Des weiteren kann ich auch die Figuren reden lassen, und meistens verraten sie sich dabei selbst. Das Arschloch sitzt allein in einer Kneipe und kann gar nicht anders, er muss etwas Gemeines sagen: „Noch’n Stock in’n Arsch gesteckt und’n paar Federn obenruff und fertisch ist der Paradiesvogel!“ Er meint die Zicke. Die hat alles genau gehört und singt in ruhigem Tonfall: „Eine Kritik, schau an!

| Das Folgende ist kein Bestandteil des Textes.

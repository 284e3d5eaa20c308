//! CLI entry point for the transit feed decoder.
//!
//! Flattens saved 511 SIRI JSON responses into CSV tables, validates
//! GTFS-Realtime payloads, and processes whole directories of saved feeds.

use anyhow::{Context, Result};
use chrono::Utc;
use clap::{Parser, Subcommand};
use std::ffi::OsStr;
use std::path::{Path, PathBuf};
use std::sync::Arc;
use tracing::{debug, error, info, warn};
use tracing_subscriber::{
    EnvFilter, Layer,
    fmt::{self, format::FmtSpan},
    layer::SubscriberExt,
    util::SubscriberInitExt,
};
use transit_feed_decoder::{
    Decoded, FeedKind, FeedOutcome,
    feed::{parse_document, process_bytes},
    normalize,
    output::{print_json, write_csv_file},
    parser::validate_feed,
    summary::FeedSummary,
};

/// Feeds whose header timestamp is older than this are logged as stale.
const STALE_FEED_SECS: i64 = 300;

#[derive(Parser)]
#[command(name = "transit_feed_decoder")]
#[command(about = "Flatten 511 SIRI feeds to CSV and validate GTFS-RT payloads", long_about = None)]
struct Cli {
    #[command(subcommand)]
    command: Commands,
}

#[derive(Subcommand)]
enum Commands {
    /// Decode one saved feed file
    Decode {
        /// Saved JSON or protobuf feed
        #[arg(value_name = "FILE")]
        source: PathBuf,

        /// Feed kind; detected from the file name when omitted
        #[arg(short, long)]
        kind: Option<FeedKind>,

        /// CSV file to write (defaults to the input path with a .csv extension)
        #[arg(short, long)]
        output: Option<PathBuf>,

        /// Fail on the first malformed record instead of skipping it
        #[arg(long, default_value_t = false)]
        strict: bool,

        /// Gzip compress the CSV output
        #[arg(long, default_value_t = false)]
        gzip: bool,
    },
    /// Check that a GTFS-RT payload is a well-formed FeedMessage
    Validate {
        #[arg(value_name = "FILE")]
        source: PathBuf,

        /// Also log the summary as JSON
        #[arg(long, default_value_t = false)]
        json: bool,
    },
    /// Decode every recognised feed file in a directory
    Batch {
        /// Directory containing saved feeds
        #[arg(short = 'd', long, default_value = "sample")]
        input_dir: PathBuf,

        /// Directory to write CSV files to
        #[arg(short, long, default_value = "decoded")]
        output_dir: PathBuf,

        /// Maximum number of feeds decoded at once
        #[arg(short, long, default_value_t = 4)]
        concurrency: usize,

        #[arg(long, default_value_t = false)]
        strict: bool,

        #[arg(long, default_value_t = false)]
        gzip: bool,
    },
    /// Flatten any JSON record list into dotted columns
    Flatten {
        #[arg(value_name = "FILE")]
        source: PathBuf,

        /// Dotted path to the record list,
        /// e.g. ServiceDelivery.StopMonitoringDelivery.MonitoredStopVisit
        #[arg(short, long)]
        records: String,

        #[arg(short, long)]
        output: Option<PathBuf>,

        #[arg(long, default_value_t = false)]
        gzip: bool,
    },
}

#[tokio::main]
async fn main() -> Result<()> {
    dotenvy::dotenv().ok();

    // Logging setup: colored stderr + JSON rolling log file
    let log_file_path = std::env::var("LOG_FILE_PATH")
        .unwrap_or_else(|_| "logs/transit_feed_decoder.log".to_string());
    let log_dir = Path::new(&log_file_path)
        .parent()
        .unwrap_or(Path::new("logs"));
    let log_file_name = Path::new(&log_file_path)
        .file_name()
        .unwrap_or(OsStr::new("transit_feed_decoder.log"));

    let file_appender = tracing_appender::rolling::daily(log_dir, log_file_name);
    let (non_blocking_file, _file_guard) = tracing_appender::non_blocking(file_appender);

    let stderr_layer = fmt::layer()
        .with_target(true)
        .with_span_events(FmtSpan::CLOSE)
        .with_ansi(true)
        .with_writer(std::io::stderr)
        .with_filter(EnvFilter::from_env("RUST_LOG").add_directive("info".parse()?));

    let json_layer = fmt::layer()
        .json()
        .with_current_span(true)
        .with_span_list(true)
        .with_writer(non_blocking_file)
        .with_filter(EnvFilter::from_env("RUST_LOG_JSON").add_directive("debug".parse()?));

    tracing_subscriber::registry()
        .with(stderr_layer)
        .with(json_layer)
        .init();

    let cli = Cli::parse();

    match cli.command {
        Commands::Decode {
            source,
            kind,
            output,
            strict,
            gzip,
        } => {
            let kind = match kind {
                Some(kind) => kind,
                None => FeedKind::from_path(&source).with_context(|| {
                    format!("cannot detect feed kind of {}, pass --kind", source.display())
                })?,
            };
            let output = output.unwrap_or_else(|| default_output(&source, gzip));
            decode_file(&source, kind, &output, strict, gzip)?;
        }
        Commands::Validate { source, json } => {
            let bytes = read_feed(&source)?;
            let summary = validate_feed(&bytes)?;
            log_summary(&summary);
            if json {
                print_json(&summary)?;
            }
        }
        Commands::Batch {
            input_dir,
            output_dir,
            concurrency,
            strict,
            gzip,
        } => {
            decode_directory(&input_dir, &output_dir, concurrency, strict, gzip).await?;
        }
        Commands::Flatten {
            source,
            records,
            output,
            gzip,
        } => {
            let bytes = read_feed(&source)?;
            let document = parse_document(&bytes)?;
            let decoded = normalize::decode_at(&document, &records)?;
            log_rejections(&decoded);

            let output = output.unwrap_or_else(|| default_output(&source, gzip));
            write_csv_file(&output, &decoded.batch, gzip)?;
            info!(
                rows = decoded.batch.len(),
                columns = decoded.batch.columns().len(),
                output = %output.display(),
                "Records flattened"
            );
        }
    }

    Ok(())
}

fn read_feed(source: &Path) -> Result<Vec<u8>> {
    std::fs::read(source).with_context(|| format!("failed to read {}", source.display()))
}

/// `sample/StopMonitoring.json` becomes `sample/StopMonitoring.csv`.
fn default_output(source: &Path, gzip: bool) -> PathBuf {
    source.with_extension(if gzip { "csv.gz" } else { "csv" })
}

/// Decodes or validates one saved feed. Row output is written to `output`;
/// GTFS-RT payloads produce no file.
#[tracing::instrument(skip_all, fields(source = %source.display(), kind = %kind))]
fn decode_file(
    source: &Path,
    kind: FeedKind,
    output: &Path,
    strict: bool,
    gzip: bool,
) -> Result<()> {
    let bytes = read_feed(source)?;
    debug!(bytes = bytes.len(), "Feed bytes read");

    match process_bytes(kind, &bytes)? {
        FeedOutcome::Rows(decoded) => {
            log_rejections(&decoded);
            let batch = if strict {
                decoded.into_strict()?
            } else {
                decoded.batch
            };
            write_csv_file(output, &batch, gzip)?;
            info!(rows = batch.len(), output = %output.display(), "Feed decoded");
        }
        FeedOutcome::Validated(summary) => log_summary(&summary),
    }

    Ok(())
}

fn log_rejections(decoded: &Decoded) {
    for record in &decoded.rejected {
        warn!(index = record.index, reason = %record.reason, "Malformed record");
    }
}

fn log_summary(summary: &FeedSummary) {
    let age_secs = summary.age_at(Utc::now()).map(|age| age.num_seconds());
    info!(
        version = %summary.gtfs_realtime_version,
        entities = summary.total_entities,
        trip_updates = summary.trip_updates,
        vehicles = summary.vehicles,
        alerts = summary.alerts,
        age_secs,
        "GTFS-RT feed is well-formed"
    );
    if age_secs.is_some_and(|age| age > STALE_FEED_SECS) {
        warn!(age_secs, "Feed header timestamp is stale");
    }
}

/// Decodes every saved feed in `input_dir` concurrently. Files whose name
/// maps to no decoder are skipped; a failed feed does not stop the others.
#[tracing::instrument(
    skip_all,
    fields(
        input_dir = %input_dir.display(),
        output_dir = %output_dir.display(),
        concurrency = concurrency
    )
)]
async fn decode_directory(
    input_dir: &Path,
    output_dir: &Path,
    concurrency: usize,
    strict: bool,
    gzip: bool,
) -> Result<()> {
    std::fs::create_dir_all(output_dir)
        .with_context(|| format!("failed to create {}", output_dir.display()))?;

    let semaphore = Arc::new(tokio::sync::Semaphore::new(concurrency.max(1)));
    let mut tasks = vec![];

    for entry in std::fs::read_dir(input_dir)? {
        let path = entry?.path();
        if !path.is_file() {
            continue;
        }
        let Some(kind) = FeedKind::from_path(&path) else {
            debug!(path = %path.display(), "No decoder for file, skipping");
            continue;
        };

        let file_name = path.file_name().unwrap_or(OsStr::new("feed"));
        let output = default_output(&output_dir.join(file_name), gzip);
        let permit = semaphore.clone().acquire_owned().await?;
        let feed_span = tracing::info_span!("process_feed", feed = %path.display(), %kind);

        let task = tokio::task::spawn_blocking(move || {
            let _permit = permit;
            let _enter = feed_span.enter();
            match decode_file(&path, kind, &output, strict, gzip) {
                Ok(()) => true,
                Err(e) => {
                    error!(error = %e, "Feed failed");
                    false
                }
            }
        });
        tasks.push(task);
    }

    let total = tasks.len();
    let mut failed = 0;
    for task in tasks {
        if !task.await? {
            failed += 1;
        }
    }

    info!(feeds = total, failed, "Finished processing all feeds");
    Ok(())
}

Und das mir!“ Sie greift sich gespreizt an ihr Dekolletee und flötet weiter: „Na, mal schauen, welch stilsicherer Herr sich da an mich gewandt hat!“ Sie blitzt das Arschloch an und mustert ihn von oben bis unten, die Halbschuhe mit Fransen, die weißen Socken, die Jeansjacke mit einem Aufnäher eines ziemlich bekannten Motorradherstellers, die Ballonseidenhose. „Äh!“, gibt die Zicke ihr Urteil bekannt und verlässt kurzerhand die Lokalität.

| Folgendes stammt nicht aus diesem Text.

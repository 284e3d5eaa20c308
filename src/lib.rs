pub mod decoders;
pub mod error;
pub mod feed;
pub mod navigator;
pub mod normalize;
pub mod output;
pub mod parser;
pub mod row;
pub mod summary;

pub use error::{Error, MalformedRecord, Result};
pub use feed::{FeedFormat, FeedKind, FeedOutcome, FeedPayload};
pub use row::{Cell, Decoded, Row, RowBatch};

pub mod gtfs_rt {
    include!(concat!(env!("OUT_DIR"), "/transit_realtime.rs"));
}
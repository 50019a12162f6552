//! # frb - FRB Follow-up Status Engine
//!
//! The main binary for tracking Fast Radio Burst host-galaxy follow-up.
//!
//! ## Architecture
//!
//! ```text
//! ┌─────────────────────────────────────────────┐
//! │              apps/frb (THE BINARY)          │
//! │                                             │
//! │  ┌─────────────┐        ┌───────────────┐   │
//! │  │    CLI      │        │  TOML config  │   │
//! │  │   (clap)    │        │    (seed)     │   │
//! │  └──────┬──────┘        └───────┬───────┘   │
//! │         └───────────┬───────────┘           │
//! │                     ▼                       │
//! │             ┌───────────────┐               │
//! │             │   frb-core    │               │
//! │             │  (THE LOGIC)  │               │
//! │             └───────────────┘               │
//! └─────────────────────────────────────────────┘
//! ```
//!
//! ## Usage
//!
//! ```bash
//! frb init
//! frb seed -c frb.toml
//! frb add-transient FRB20230718A CRAFT 128.68 -40.45 --tags CRAFT-ICS
//! frb ingest-plan -f plan.json -r Keck-LRIS-2024A
//! frb summary
//! ```

use clap::Parser;
use frb::cli;
use tracing_subscriber::{layer::SubscriberExt, util::SubscriberInitExt};

// =============================================================================
// APPLICATION ENTRY POINT
// =============================================================================

fn main() {
    // FRB_LOG sets the filter; FRB_LOG_FORMAT=json enables machine-parseable output.
    let log_format = std::env::var("FRB_LOG_FORMAT").unwrap_or_else(|_| "text".to_string());

    let filter = tracing_subscriber::EnvFilter::try_from_env("FRB_LOG")
        .unwrap_or_else(|_| "frb=info,frb_core=info".into());

    match log_format.as_str() {
        "json" => {
            tracing_subscriber::registry()
                .with(filter)
                .with(tracing_subscriber::fmt::layer().json().with_writer(std::io::stderr))
                .init();
        }
        _ => {
            tracing_subscriber::registry()
                .with(filter)
                .with(tracing_subscriber::fmt::layer().with_writer(std::io::stderr))
                .init();
        }
    }

    let cli = cli::Cli::parse();

    if !cli.quiet && !cli.json_mode {
        print_banner();
    }

    if let Err(e) = cli::execute(cli) {
        tracing::error!("Error: {}", e);
        std::process::exit(1);
    }
}

/// Print the startup banner.
fn print_banner() {
    println!(
        r#"
  FRB follow-up v{}
  host association | imaging | spectroscopy | redshift
"#,
        env!("CARGO_PKG_VERSION")
    );
}
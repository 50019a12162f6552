//! # Pipeline Primitives
//!
//! Hardcoded constants for the FRB follow-up engine.
//!
//! These values are compiled into the binary and are immutable at runtime.
//! Per-sample thresholds live in [`SampleCriteria`](crate::SampleCriteria);
//! everything here applies to every sample.

/// Redshift sources trusted for a spectroscopic redshift.
///
/// A galaxy's redshift counts only if its source string contains one of these
/// entries (substring match, case-sensitive).
pub const GOOD_REDSHIFT_SOURCES: [&str; 5] = ["FFFF", "Keck", "Lick", "Gemini", "MMT"];

/// Instruments whose photometry comes from a public survey.
///
/// A primary candidate whose best filter belongs to one of these has only been
/// through public-data PATH.
pub const PUBLIC_SURVEY_INSTRUMENTS: [&str; 3] = ["Blanco", "DECam", "Pan-STARRS"];

/// Limiting magnitude of public Blanco/DECam imaging.
pub const DECAM_PUBLIC_DEPTH: f64 = 23.0;

/// Limiting magnitude of public Pan-STARRS imaging.
pub const PANSTARRS_PUBLIC_DEPTH: f64 = 21.0;

/// Maximum redshift difference for two candidates to count as one system.
pub const REDSHIFT_CONSISTENCY_TOLERANCE: f64 = 0.003;

/// Magic bytes for the catalog snapshot header.
///
/// - File Header = Magic Bytes ("FRBC") + Version (u8) before payload.
pub const MAGIC_BYTES: &[u8; 4] = b"FRBC";

/// Current snapshot format version.
///
/// Increment this when making breaking changes to the serialization format.
pub const FORMAT_VERSION: u8 = 1;

// =============================================================================
// INPUT VALIDATION LIMITS
// =============================================================================

/// Maximum length for names (transients, galaxies, resources, tags).
pub const MAX_NAME_LENGTH: usize = 64;

/// Maximum length for free-text fields such as observing conditions.
pub const MAX_TEXT_LENGTH: usize = 256;

/// Maximum number of rows in a single ingestion batch.
pub const MAX_INGEST_ROWS: usize = 10_000;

An diesem kurzen Konstruktionsmoment wird deutlich, wie die Figuren sich im Sprechen zeigen, aber vor allem wird deutlich, dass nichts daran vorbeiführt, ein wichtiges Hilfsmittel zu verwenden, und zwar: Watt ham die Papierkameraden an? Es schleicht sich automatisch in die Handlung. Das Arschloch beschreibt die Zicke als aufgeputzten Paradiesvogel. Diese Frau scheint sich zu sehr in den Farben ausgetobt zu haben, glänzende Stoffe und Schminke bis zur Unkenntlichkeit. Sie ist auf Mannfang, damit irgendetwas ihr Selbstbewusstsein hochbumst. Das ist traurig. Das darf man so einer Person nicht unter die Nase reiben. Darum ist das Arschloch ja auch ein Arschloch, weil er es trotzdem tut. Aber die Zicke ist eine Zicke, weil sie darauf Antworten weiß, spitzer, bissiger, treffender. Dumm ist sie nicht. Und in ihrem abfälligen Abschätzblick aus halb geschlossenen Lidern finden alle Klischees Erwähnung, die der Campingplatz-Tarzan an sich hat. So eine Ballonseidenhose reicht und der Widerling entsteht von allein vor dem inneren Auge und vor der inneren Nase ist er fast zu riechen: Buletten!
Der Spinner, der den Dialog zwischen Arschloch und Zicke mitangehört hat, hält seinen Kopf schief und kichert in sich hinein. Endlich war er mal nicht der Mittelpunkt der Häme. Er schlenkert seine Damenhandtasche voller Zigaretten und schnaubt in den Ärmel seines Knight-Rider-Pullovers, eine echte Rarität. Dass Arschloch blubbert ihn an, ob das Sozialamt keine Taschentücher verteilt? Diesmal ist er sich sicher, dass er ein Beleidigungsopfer gefunden hat, dass sich nicht wie die Zicke zu wehren weiß. Schon allein, dass der Spinner eine Krawatte als Gürtel trägt! Das Arschloch lacht auf. Der Spinner hält einen langen Vortrag über Werte, die Gesellschaft, sein Leben, die Kapitalistenschweine. Er meint damit nur, dass Kleidung nicht so wichtig ist und er in sein spärliches Eigentum rotzen kann, wie es ihm gefällt. Und damit hat er ja Recht. Das Arschloch versteht ihn einfach nicht. Arschlöcher verstehen nie was. Weil es mir in den Kram passt, lasse ich seine Ballonseidenhose an einer Kerze Feuer fangen und innerhalb von Sekunden verschmoren – und wenn eine Hauptfigur plötzlich keine Hose anhat, dann muss ich das unbedingt erwähnen.
Ein Arschloch ohne Hose. Wenn das nicht fast eine Metapher ist!